Friday 26 August 2011

Nature will provide!

I haven't posted anything for a while for a couple of reasons - the first because I've been really busy, but the second being because the birds haven't needed a lot of feeding recently - well, not by me, anyway.

For the rest of May and most of June, I was still replenishing all the feeders more or less daily, certainly the various fat and suet feeders, and the ground feeding station was proving popular. The caging of the tables seems to have eventually discouraged the pigeons - yes, they still appear but not in the numbers they used to, and there's been a definite increase in smaller birds, including a delightful invasion of long-tailed tits, so sweet!
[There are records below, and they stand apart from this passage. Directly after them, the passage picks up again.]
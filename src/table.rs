use std::collections::{BTreeMap, HashMap};

/// Templates for one key, by language, plus a description for translators.
///
/// An empty template means the language has not been translated yet.
#[derive(Debug, Clone, PartialEq, Eq, Default)]
pub struct TranslationEntry {
    pub description: String,
    translations: BTreeMap<String, String>,
}

impl TranslationEntry {
    pub fn new(description: &str) -> Self {
        TranslationEntry {
            description: description.to_string(),
            translations: BTreeMap::new(),
        }
    }

    pub fn with_translation(mut self, language: &str, template: &str) -> Self {
        self.set_translation(language, template);
        self
    }

    pub fn set_translation(&mut self, language: &str, template: &str) -> &mut Self {
        self.translations
            .insert(language.to_string(), template.to_string());
        self
    }

    pub fn get(&self, language: &str) -> Option<&str> {
        self.translations.get(language).map(String::as_str)
    }

    pub fn languages(&self) -> impl Iterator<Item = &str> {
        self.translations.keys().map(String::as_str)
    }

    /// `(language, template)` pairs in language order.
    pub fn translations(&self) -> impl Iterator<Item = (&str, &str)> {
        self.translations
            .iter()
            .map(|(language, template)| (language.as_str(), template.as_str()))
    }
}

/// Key → [`TranslationEntry`]. Built once and borrowed by translators.
#[derive(Debug, Clone, PartialEq, Eq, Default)]
pub struct TranslationTable(pub HashMap<String, TranslationEntry>);

impl TranslationTable {
    pub fn new() -> Self {
        TranslationTable(HashMap::new())
    }

    pub fn with_entry(&mut self, key: &str, entry: TranslationEntry) -> &mut Self {
        self.0.insert(key.to_owned(), entry);
        self
    }

    /// Set one template, creating the entry if needed.
    pub fn add_translation(&mut self, key: &str, language: &str, template: &str) {
        self.0
            .entry(key.to_string())
            .or_default()
            .set_translation(language, template);
    }

    pub fn get(&self, key: &str) -> Option<&TranslationEntry> {
        self.0.get(key)
    }

    pub fn contains_key(&self, key: &str) -> bool {
        self.0.contains_key(key)
    }

    /// Keys in sorted order.
    pub fn keys(&self) -> Vec<&str> {
        let mut keys: Vec<&str> = self.0.keys().map(String::as_str).collect();
        keys.sort_unstable();
        keys
    }

    pub fn len(&self) -> usize {
        self.0.len()
    }

    pub fn is_empty(&self) -> bool {
        self.0.is_empty()
    }
}

#[cfg(test)]
mod tests {
    use super::*;

    #[test]
    fn test_entry_lookup() {
        let entry = TranslationEntry::new("Title")
            .with_translation("en", "Welcome")
            .with_translation("de", "Willkommen");
        assert_eq!(entry.get("de"), Some("Willkommen"));
        assert_eq!(entry.get("fr"), None);
        assert_eq!(entry.languages().collect::<Vec<_>>(), vec!["de", "en"]);
    }

    #[test]
    fn test_add_translation_creates_entry() {
        let mut table = TranslationTable::new();
        table.add_translation("b", "en", "B");
        table.add_translation("a", "en", "A");
        table.add_translation("a", "fr", "A!");
        assert_eq!(table.len(), 2);
        assert_eq!(table.keys(), vec!["a", "b"]);
        assert_eq!(table.get("a").and_then(|entry| entry.get("fr")), Some("A!"));
    }
}
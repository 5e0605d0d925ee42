use std::collections::HashMap;
use std::fmt;

use chrono::{DateTime, TimeZone, Utc};

/// A value supplied for a placeholder.
#[derive(Debug, Clone, PartialEq)]
pub enum PlaceholderValue {
    String(String),
    Number(f64),
    Boolean(bool),
    BigInt(i128),
    Date(DateTime<Utc>),
}

impl PlaceholderValue {
    /// Numeric view used by `plural`, `selectordinal` and `number`.
    ///
    /// Strings are parsed, booleans are 1/0 and dates are epoch milliseconds.
    /// Anything that does not yield a finite number is 0.
    pub fn to_number(&self) -> f64 {
        let number = match self {
            PlaceholderValue::Number(n) => *n,
            PlaceholderValue::BigInt(n) => *n as f64,
            PlaceholderValue::Boolean(b) => {
                if *b {
                    1.0
                } else {
                    0.0
                }
            }
            PlaceholderValue::String(s) => s.trim().parse::<f64>().unwrap_or(0.0),
            PlaceholderValue::Date(date) => date.timestamp_millis() as f64,
        };
        if number.is_finite() { number } else { 0.0 }
    }

    /// Date view used by `date` and `time`. Numbers are epoch milliseconds,
    /// strings are RFC 3339; anything else is the Unix epoch.
    pub fn to_date(&self) -> DateTime<Utc> {
        match self {
            PlaceholderValue::Date(date) => *date,
            PlaceholderValue::Number(n) if n.is_finite() => from_millis(*n as i64),
            PlaceholderValue::BigInt(n) => i64::try_from(*n).map(from_millis).unwrap_or_else(|_| epoch()),
            PlaceholderValue::String(s) => DateTime::parse_from_rfc3339(s.trim())
                .map(|date| date.with_timezone(&Utc))
                .unwrap_or_else(|_| epoch()),
            _ => epoch(),
        }
    }
}

fn epoch() -> DateTime<Utc> {
    DateTime::<Utc>::default()
}

fn from_millis(millis: i64) -> DateTime<Utc> {
    Utc.timestamp_millis_opt(millis).single().unwrap_or_else(epoch)
}

impl fmt::Display for PlaceholderValue {
    fn fmt(&self, f: &mut fmt::Formatter<'_>) -> fmt::Result {
        match self {
            PlaceholderValue::String(s) => f.write_str(s),
            PlaceholderValue::Number(n) if n.is_nan() => f.write_str("NaN"),
            PlaceholderValue::Number(n) if n.is_infinite() => {
                f.write_str(if *n > 0.0 { "Infinity" } else { "-Infinity" })
            }
            PlaceholderValue::Number(n) if *n == 0.0 => f.write_str("0"),
            PlaceholderValue::Number(n) => write!(f, "{}", n),
            PlaceholderValue::Boolean(b) => write!(f, "{}", b),
            PlaceholderValue::BigInt(n) => write!(f, "{}", n),
            PlaceholderValue::Date(date) => write!(f, "{}", date.to_rfc3339()),
        }
    }
}

impl From<&str> for PlaceholderValue {
    fn from(value: &str) -> Self {
        PlaceholderValue::String(value.to_string())
    }
}

impl From<String> for PlaceholderValue {
    fn from(value: String) -> Self {
        PlaceholderValue::String(value)
    }
}

impl From<bool> for PlaceholderValue {
    fn from(value: bool) -> Self {
        PlaceholderValue::Boolean(value)
    }
}

impl From<i128> for PlaceholderValue {
    fn from(value: i128) -> Self {
        PlaceholderValue::BigInt(value)
    }
}

impl From<DateTime<Utc>> for PlaceholderValue {
    fn from(value: DateTime<Utc>) -> Self {
        PlaceholderValue::Date(value)
    }
}

macro_rules! number_from {
    ($($ty:ty),*) => {
        $(
            impl From<$ty> for PlaceholderValue {
                fn from(value: $ty) -> Self {
                    PlaceholderValue::Number(value as f64)
                }
            }
        )*
    };
}

number_from!(f64, f32, i8, i16, i32, i64, u8, u16, u32, u64, usize, isize);

#[derive(Debug, Clone, PartialEq)]
pub struct PlaceholderEntry {
    pub key: String,
    pub value: PlaceholderValue,
}

/// Ordered placeholder values for one render call.
#[derive(Debug, Clone, PartialEq, Default)]
pub struct Placeholder(pub Vec<PlaceholderEntry>);

impl Placeholder {
    pub fn new() -> Self {
        Placeholder(Vec::new())
    }

    pub fn with(mut self, key: &str, value: impl Into<PlaceholderValue>) -> Self {
        self.push(key, value);
        self
    }

    pub fn push(&mut self, key: &str, value: impl Into<PlaceholderValue>) -> &mut Self {
        self.0.push(PlaceholderEntry {
            key: key.to_string(),
            value: value.into(),
        });
        self
    }

    pub fn is_empty(&self) -> bool {
        self.0.is_empty()
    }

    /// Key → value map; when a key repeats, the last occurrence wins.
    pub fn to_map(&self) -> HashMap<String, PlaceholderValue> {
        self.0
            .iter()
            .map(|entry| (entry.key.clone(), entry.value.clone()))
            .collect()
    }
}

impl<K: Into<String>, V: Into<PlaceholderValue>> FromIterator<(K, V)> for Placeholder {
    fn from_iter<I: IntoIterator<Item = (K, V)>>(iter: I) -> Self {
        Placeholder(
            iter.into_iter()
                .map(|(key, value)| PlaceholderEntry {
                    key: key.into(),
                    value: value.into(),
                })
                .collect(),
        )
    }
}
use std::collections::HashMap;
use std::fmt;
use std::rc::Rc;

use serde::{Deserialize, Serialize};
use tracing::debug;

use crate::cache::CachePolicy;
use crate::error::{Result, TranslateError};
use crate::fallback::{
    MissingStrategy, MissingTranslationCallback, MissingTranslationEvent, MissingTranslationPolicy,
    Resolution, TextSource, plan_resolution,
};
use crate::locale::to_locale;
use crate::render::{Formatter, FormatterContext, MessageRenderer, RenderContext};
use crate::table::TranslationTable;
use crate::value::{Placeholder, PlaceholderValue};

/// Options for [`Translator::new`].
#[derive(Clone)]
pub struct IcuTranslatorOptions {
    pub default_language: String,
    /// Initial current language; the default language when absent.
    pub language: Option<String>,
    pub missing_strategy: MissingStrategy,
    pub formatters: HashMap<String, Formatter>,
    pub locale_by_language: HashMap<String, String>,
    pub on_missing_translation: Option<MissingTranslationCallback>,
    pub cache_policy: CachePolicy,
}

impl fmt::Debug for IcuTranslatorOptions {
    fn fmt(&self, f: &mut fmt::Formatter<'_>) -> fmt::Result {
        f.debug_struct("IcuTranslatorOptions")
            .field("default_language", &self.default_language)
            .field("language", &self.language)
            .field("missing_strategy", &self.missing_strategy)
            .field("formatters", &self.formatters.keys().collect::<Vec<_>>())
            .field("locale_by_language", &self.locale_by_language)
            .field("has_missing_callback", &self.on_missing_translation.is_some())
            .field("cache_policy", &self.cache_policy)
            .finish()
    }
}

impl IcuTranslatorOptions {
    pub fn new(default_language: &str) -> Self {
        IcuTranslatorOptions {
            default_language: default_language.to_string(),
            language: None,
            missing_strategy: MissingStrategy::default(),
            formatters: HashMap::new(),
            locale_by_language: HashMap::new(),
            on_missing_translation: None,
            cache_policy: CachePolicy::default(),
        }
    }

    pub fn with_language(mut self, language: &str) -> Self {
        self.language = Some(language.to_string());
        self
    }

    pub fn with_missing_strategy(mut self, strategy: MissingStrategy) -> Self {
        self.missing_strategy = strategy;
        self
    }

    pub fn with_formatter<F>(mut self, name: &str, formatter: F) -> Self
    where
        F: Fn(&PlaceholderValue, &FormatterContext<'_>) -> String + 'static,
    {
        self.formatters.insert(name.to_string(), Rc::new(formatter));
        self
    }

    /// Use `locale` (a BCP 47 tag) for plural rules and formatting in `language`.
    pub fn with_locale(mut self, language: &str, locale: &str) -> Self {
        self.locale_by_language
            .insert(language.to_string(), locale.to_string());
        self
    }

    pub fn on_missing_translation<F>(mut self, callback: F) -> Self
    where
        F: Fn(&MissingTranslationEvent) + 'static,
    {
        self.on_missing_translation = Some(Rc::new(callback));
        self
    }

    pub fn with_cache_policy(mut self, policy: CachePolicy) -> Self {
        self.cache_policy = policy;
        self
    }
}

/// The serializable part of [`IcuTranslatorOptions`].
///
/// ```json
/// {
///     "defaultLanguage": "en",
///     "language": "de",
///     "missingStrategy": "strict",
///     "localeByLanguage": { "en": "en-GB" }
/// }
/// ```
#[derive(Debug, Clone, PartialEq, Eq, Serialize, Deserialize)]
#[serde(rename_all = "camelCase")]
pub struct TranslatorSettings {
    pub default_language: String,
    #[serde(default, skip_serializing_if = "Option::is_none")]
    pub language: Option<String>,
    #[serde(default)]
    pub missing_strategy: MissingStrategy,
    #[serde(default)]
    pub locale_by_language: HashMap<String, String>,
}

impl From<TranslatorSettings> for IcuTranslatorOptions {
    fn from(settings: TranslatorSettings) -> Self {
        let mut options = IcuTranslatorOptions::new(&settings.default_language)
            .with_missing_strategy(settings.missing_strategy);
        options.language = settings.language;
        options.locale_by_language = settings.locale_by_language;
        options
    }
}

/// Join a category and a key into a table key: `"checkout"` + `"title"` is
/// `"checkout.title"`. An empty category leaves the key unchanged.
pub fn category_key(category: &str, key: &str) -> String {
    if category.is_empty() {
        key.to_string()
    } else {
        format!("{}.{}", category, key)
    }
}

/// Resolves keys from a borrowed [`TranslationTable`].
///
/// A translator owns its caches and current language and is meant for a
/// single thread: it is neither `Send` nor `Sync`, and changing the current
/// language requires `&mut self`.
pub struct Translator<'t> {
    table: &'t TranslationTable,
    default_language: String,
    language: String,
    formatters: HashMap<String, Formatter>,
    locale_by_language: HashMap<String, String>,
    policy: MissingTranslationPolicy,
    renderer: MessageRenderer,
}

impl fmt::Debug for Translator<'_> {
    fn fmt(&self, f: &mut fmt::Formatter<'_>) -> fmt::Result {
        f.debug_struct("Translator")
            .field("keys", &self.table.len())
            .field("default_language", &self.default_language)
            .field("language", &self.language)
            .field("policy", &self.policy)
            .field("renderer", &self.renderer)
            .finish()
    }
}

impl<'t> Translator<'t> {
    pub fn new(table: &'t TranslationTable, options: IcuTranslatorOptions) -> Self {
        let language = options
            .language
            .unwrap_or_else(|| options.default_language.clone());
        Translator {
            table,
            default_language: options.default_language,
            language,
            formatters: options.formatters,
            locale_by_language: options.locale_by_language,
            policy: MissingTranslationPolicy::new(
                options.missing_strategy,
                options.on_missing_translation,
            ),
            renderer: MessageRenderer::with_cache_policy(options.cache_policy),
        }
    }

    /// The current language.
    pub fn language(&self) -> &str {
        &self.language
    }

    pub fn set_language(&mut self, language: impl Into<String>) {
        self.language = language.into();
        debug!(language = %self.language, "current language changed");
    }

    pub fn default_language(&self) -> &str {
        &self.default_language
    }

    pub fn table(&self) -> &'t TranslationTable {
        self.table
    }

    pub fn renderer(&self) -> &MessageRenderer {
        &self.renderer
    }

    /// Locale tag used when rendering `language`.
    pub fn locale_for(&self, language: &str) -> String {
        to_locale(language, &self.default_language, &self.locale_by_language)
    }

    /// Translate `key` into the current language.
    pub fn translate(&self, key: impl AsRef<str>) -> Result<String> {
        self.resolve(key.as_ref(), &self.language, &Placeholder::new())
    }

    pub fn translate_to(&self, key: impl AsRef<str>, language: impl AsRef<str>) -> Result<String> {
        self.resolve(key.as_ref(), language.as_ref(), &Placeholder::new())
    }

    pub fn translate_with(&self, key: impl AsRef<str>, placeholder: &Placeholder) -> Result<String> {
        self.resolve(key.as_ref(), &self.language, placeholder)
    }

    pub fn translate_to_with(
        &self,
        key: impl AsRef<str>,
        language: impl AsRef<str>,
        placeholder: &Placeholder,
    ) -> Result<String> {
        self.resolve(key.as_ref(), language.as_ref(), placeholder)
    }

    /// Translate `category.key` into the current language.
    pub fn translate_in(&self, category: &str, key: impl AsRef<str>) -> Result<String> {
        self.translate(category_key(category, key.as_ref()))
    }

    pub fn translate_in_with(
        &self,
        category: &str,
        key: impl AsRef<str>,
        placeholder: &Placeholder,
    ) -> Result<String> {
        self.translate_with(category_key(category, key.as_ref()), placeholder)
    }

    /// A view that prefixes every key with `category`.
    pub fn with_category<'a>(&'a self, category: &str) -> CategoryTranslator<'a, 't> {
        CategoryTranslator {
            translator: self,
            category: category.to_string(),
        }
    }

    /// Resolve `key` in `language`, falling back as configured, and render it.
    pub fn resolve(&self, key: &str, language: &str, placeholder: &Placeholder) -> Result<String> {
        match plan_resolution(self.table, key, language, &self.default_language) {
            Resolution::ReturnKey { event } => {
                self.policy.handle(&event)?;
                Ok(key.to_string())
            }
            Resolution::Render {
                template,
                source,
                event,
            } => {
                if let Some(event) = &event {
                    self.policy.handle(event)?;
                }
                let rendered_language = match source {
                    TextSource::Requested => language,
                    TextSource::Default => self.default_language.as_str(),
                };
                self.render(key, rendered_language, template, placeholder)
            }
        }
    }

    fn render(
        &self,
        key: &str,
        language: &str,
        template: &str,
        placeholder: &Placeholder,
    ) -> Result<String> {
        let locale = self.locale_for(language);
        let values = placeholder.to_map();
        let context = RenderContext {
            key,
            language,
            default_language: &self.default_language,
            locale: &locale,
            values: &values,
            formatters: Some(&self.formatters),
        };
        self.renderer.render(template, &context)
    }

    /// Compile every non-empty template in the table, including branch
    /// bodies, and return the syntax errors found. Keys and languages are
    /// visited in sorted order.
    pub fn validate(&self) -> Vec<TranslateError> {
        let mut errors = Vec::new();
        for key in self.table.keys() {
            let Some(entry) = self.table.get(key) else {
                continue;
            };
            for (language, template) in entry.translations() {
                if template.is_empty() {
                    continue;
                }
                if let Err(e) = self.renderer.validate(template) {
                    errors.push(e.locate(template, key, language));
                }
            }
        }
        errors
    }
}

/// A [`Translator`] bound to a key category.
#[derive(Debug)]
pub struct CategoryTranslator<'a, 't> {
    translator: &'a Translator<'t>,
    category: String,
}

impl CategoryTranslator<'_, '_> {
    pub fn category(&self) -> &str {
        &self.category
    }

    pub fn translate(&self, key: impl AsRef<str>) -> Result<String> {
        self.translator.translate_in(&self.category, key)
    }

    pub fn translate_to(&self, key: impl AsRef<str>, language: impl AsRef<str>) -> Result<String> {
        self.translator
            .translate_to(category_key(&self.category, key.as_ref()), language)
    }

    pub fn translate_with(&self, key: impl AsRef<str>, placeholder: &Placeholder) -> Result<String> {
        self.translator.translate_in_with(&self.category, key, placeholder)
    }

    pub fn translate_to_with(
        &self,
        key: impl AsRef<str>,
        language: impl AsRef<str>,
        placeholder: &Placeholder,
    ) -> Result<String> {
        self.translator.translate_to_with(
            category_key(&self.category, key.as_ref()),
            language,
            placeholder,
        )
    }
}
But since July started I've only really had to refill the seed feeders, and that on more like a weekly basis. Nature's bounty has taken over, there are bushes full of fruit and insects everywhere, why would the birds choose to eat anything else? Well, to be fair, they do still eat my seeds, but not as voraciously. In particular we've got a bush with berries that I can't identify (they look a bit like rosehips but not on roses) that also has wild blackberries twined through it, and everytime I walk past it I disturb huge clouds of sparrows, which is a very good thing to see. We also have an old apple tree which has already started dropping apples everywhere, and the birds eat them and also the many insects that live on them - so there's still plenty to watch in the garden, I just don't have to pay as much for the pleasure!

The only change to my feeders since last time is that with a recent RSPB seed purchase I got an additional seed feeder on special offer (£1 for a feeder? Yes please) and lacking space on the apple tree to hang it I've attached it to the trestle fence on the veg garden side, and the seed in that goes at twice the rate of anywhere else in the garden - presumably due to the proximity to the big hedge and trees at the bottom of the garden, and the wildlife pond.

Mind you, we're getting towards the end of summer now, and although that means the autumn bounty of berries and fruit, winter draws on (as they say) and soon the feathered fraternity will be relying on me once more to supplement Mother Nature's menu. It's nice to be needed.